> **WORK TASK**:
Number of lines below with "payload": work it out and reply with that number only.

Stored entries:
BEGIN

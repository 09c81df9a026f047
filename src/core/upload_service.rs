use crate::adapters::storage::MediaSink;
use crate::core::moderation::ContentModerator;
use crate::core::transcoder;
use crate::domain::media::{MediaKind, MediaPolicy, UploadDescriptor, extension_for_mime};
use crate::domain::moderation::{DEFAULT_REJECTION_REASON, MediaSample, Verdict};
use crate::error::{AppError, Result};
use bytes::Bytes;
use opentelemetry::{
    KeyValue, global,
    metrics::{Counter, Histogram},
};
use rand::Rng;
use std::path::Path;
use std::sync::Arc;
use std::time::Duration;
use time::OffsetDateTime;
use uuid::Uuid;

const TOKEN_LEN: usize = 12;
const BASE36: &[u8] = b"0123456789abcdefghijklmnopqrstuvwxyz";
const MAX_EXTENSION_LEN: usize = 10;

#[derive(Clone, Debug)]
struct UploadMetrics {
    uploads_total: Counter<u64>,
    upload_stored_bytes: Histogram<u64>,
    moderation_verdicts_total: Counter<u64>,
}

impl UploadMetrics {
    fn new() -> Self {
        let meter = global::meter("chatter-server");
        Self {
            uploads_total: meter.u64_counter("uploads_total").with_description("Uploads handled, by outcome").build(),
            upload_stored_bytes: meter
                .u64_histogram("upload_stored_bytes")
                .with_description("Size of stored media files after processing")
                .with_unit("By")
                .build(),
            moderation_verdicts_total: meter
                .u64_counter("moderation_verdicts_total")
                .with_description("Moderation verdicts, by verdict")
                .build(),
        }
    }
}

/// A file received from a client, before any processing.
#[derive(Debug, Clone)]
pub struct IncomingFile {
    pub file_name: String,
    pub mime_type: String,
    pub bytes: Bytes,
}

/// Runs an upload through validation, moderation and transcoding, then
/// stores it.
#[derive(Clone, Debug)]
pub struct UploadService {
    sink: Arc<dyn MediaSink>,
    moderator: Arc<dyn ContentModerator>,
    policy: MediaPolicy,
    moderation_timeout: Duration,
    metrics: UploadMetrics,
}

impl UploadService {
    #[must_use]
    pub fn new(
        sink: Arc<dyn MediaSink>,
        moderator: Arc<dyn ContentModerator>,
        policy: MediaPolicy,
        moderation_timeout: Duration,
    ) -> Self {
        Self { sink, moderator, policy, moderation_timeout, metrics: UploadMetrics::new() }
    }

    /// Accepts one media file and returns the descriptor the client attaches
    /// to its next message. Exactly one file is written on success and none
    /// on failure.
    ///
    /// # Errors
    /// Returns `AppError::BadRequest` for files that fail validation or cannot
    /// be decoded, `AppError::ContentRejected`, `AppError::ModerationUnavailable`
    /// or `AppError::ModerationTimeout` from moderation, and
    /// `AppError::Storage` if the write fails.
    #[tracing::instrument(
        skip(self, file),
        fields(mime_type = %file.mime_type, size = file.bytes.len(), stored_as = tracing::field::Empty),
        err(level = "warn")
    )]
    pub async fn handle_upload(&self, file: IncomingFile, chat_id: Uuid, sender_id: Uuid) -> Result<UploadDescriptor> {
        let result = self.process(file).await;
        let outcome = match &result {
            Ok(_) => "stored",
            Err(AppError::BadRequest(_)) => "invalid",
            Err(AppError::ContentRejected { .. }) => "rejected",
            Err(AppError::ModerationUnavailable(_) | AppError::ModerationTimeout) => "moderation_failed",
            Err(_) => "error",
        };
        self.metrics.uploads_total.add(1, &[KeyValue::new("outcome", outcome)]);
        result
    }

    async fn process(&self, file: IncomingFile) -> Result<UploadDescriptor> {
        let accepted =
            self.policy.validate(file.bytes.len(), &file.mime_type).map_err(|e| AppError::BadRequest(e.to_string()))?;
        let kind = accepted.kind;
        let file = IncomingFile { mime_type: accepted.mime_type, ..file };

        self.screen(&file).await?;

        let (payload, mime_type, extension) = match kind {
            MediaKind::Image => {
                let transcoded = transcoder::transcode_blocking(file.bytes.clone(), file.mime_type.clone())
                    .await
                    .map_err(|e| {
                        tracing::debug!(error = %e, "Image could not be decoded");
                        AppError::BadRequest("Invalid image file".into())
                    })?;
                let extension = if transcoded.reencoded {
                    ".webp".to_string()
                } else {
                    client_extension(&file.file_name, &file.mime_type)
                };
                (Bytes::from(transcoded.bytes), transcoded.mime_type, extension)
            }
            MediaKind::Video => {
                let extension = client_extension(&file.file_name, &file.mime_type);
                (file.bytes.clone(), file.mime_type.clone(), extension)
            }
        };

        let stored_name = generate_file_name(OffsetDateTime::now_utc(), &extension);
        let file_size = payload.len() as u64;
        self.sink.put(&stored_name, payload).await?;

        tracing::Span::current().record("stored_as", stored_name.as_str());
        tracing::info!(file_size, "Upload stored");
        self.metrics.upload_stored_bytes.record(file_size, &[KeyValue::new("type", kind.message_type().as_str())]);

        let file_url = self.sink.public_url(&stored_name);
        let thumbnail_url = (kind == MediaKind::Image).then(|| file_url.clone());

        Ok(UploadDescriptor {
            file_url,
            thumbnail_url,
            file_name: file.file_name,
            file_size,
            mime_type,
            message_type: kind.message_type(),
        })
    }

    /// Blocks the upload unless the moderator approves it within the deadline.
    async fn screen(&self, file: &IncomingFile) -> Result<()> {
        if !self.moderator.is_enabled() {
            return Ok(());
        }

        let sample = MediaSample { bytes: &file.bytes, mime_type: &file.mime_type, file_name: &file.file_name };
        let verdict = tokio::time::timeout(self.moderation_timeout, self.moderator.moderate(sample))
            .await
            .map_err(|_| {
                self.metrics.moderation_verdicts_total.add(1, &[KeyValue::new("verdict", "timeout")]);
                AppError::ModerationTimeout
            })?;

        self.metrics.moderation_verdicts_total.add(1, &[KeyValue::new("verdict", verdict.label())]);

        match verdict {
            Verdict::Appropriate => Ok(()),
            Verdict::Inappropriate { reason } => Err(AppError::ContentRejected {
                reason: reason.unwrap_or_else(|| DEFAULT_REJECTION_REASON.to_string()),
            }),
            Verdict::Unavailable { reason } => Err(AppError::ModerationUnavailable(reason)),
        }
    }
}

/// `{epochMillis}_{token}{extension}` with a 12-character base-36 token.
fn generate_file_name(now: OffsetDateTime, extension: &str) -> String {
    let millis = now.unix_timestamp_nanos() / 1_000_000;
    let mut rng = rand::thread_rng();
    let token: String = (0..TOKEN_LEN).map(|_| char::from(BASE36[rng.gen_range(0..BASE36.len())])).collect();
    format!("{millis}_{token}{extension}")
}

/// The extension of the client's file name when it is a plain alphanumeric
/// one, otherwise the one implied by the MIME type.
fn client_extension(file_name: &str, mime_type: &str) -> String {
    Path::new(file_name)
        .extension()
        .and_then(|e| e.to_str())
        .filter(|e| !e.is_empty() && e.len() <= MAX_EXTENSION_LEN && e.chars().all(|c| c.is_ascii_alphanumeric()))
        .map_or_else(|| extension_for_mime(mime_type).to_string(), |e| format!(".{}", e.to_ascii_lowercase()))
}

END

> **ANSWER BOX**:
3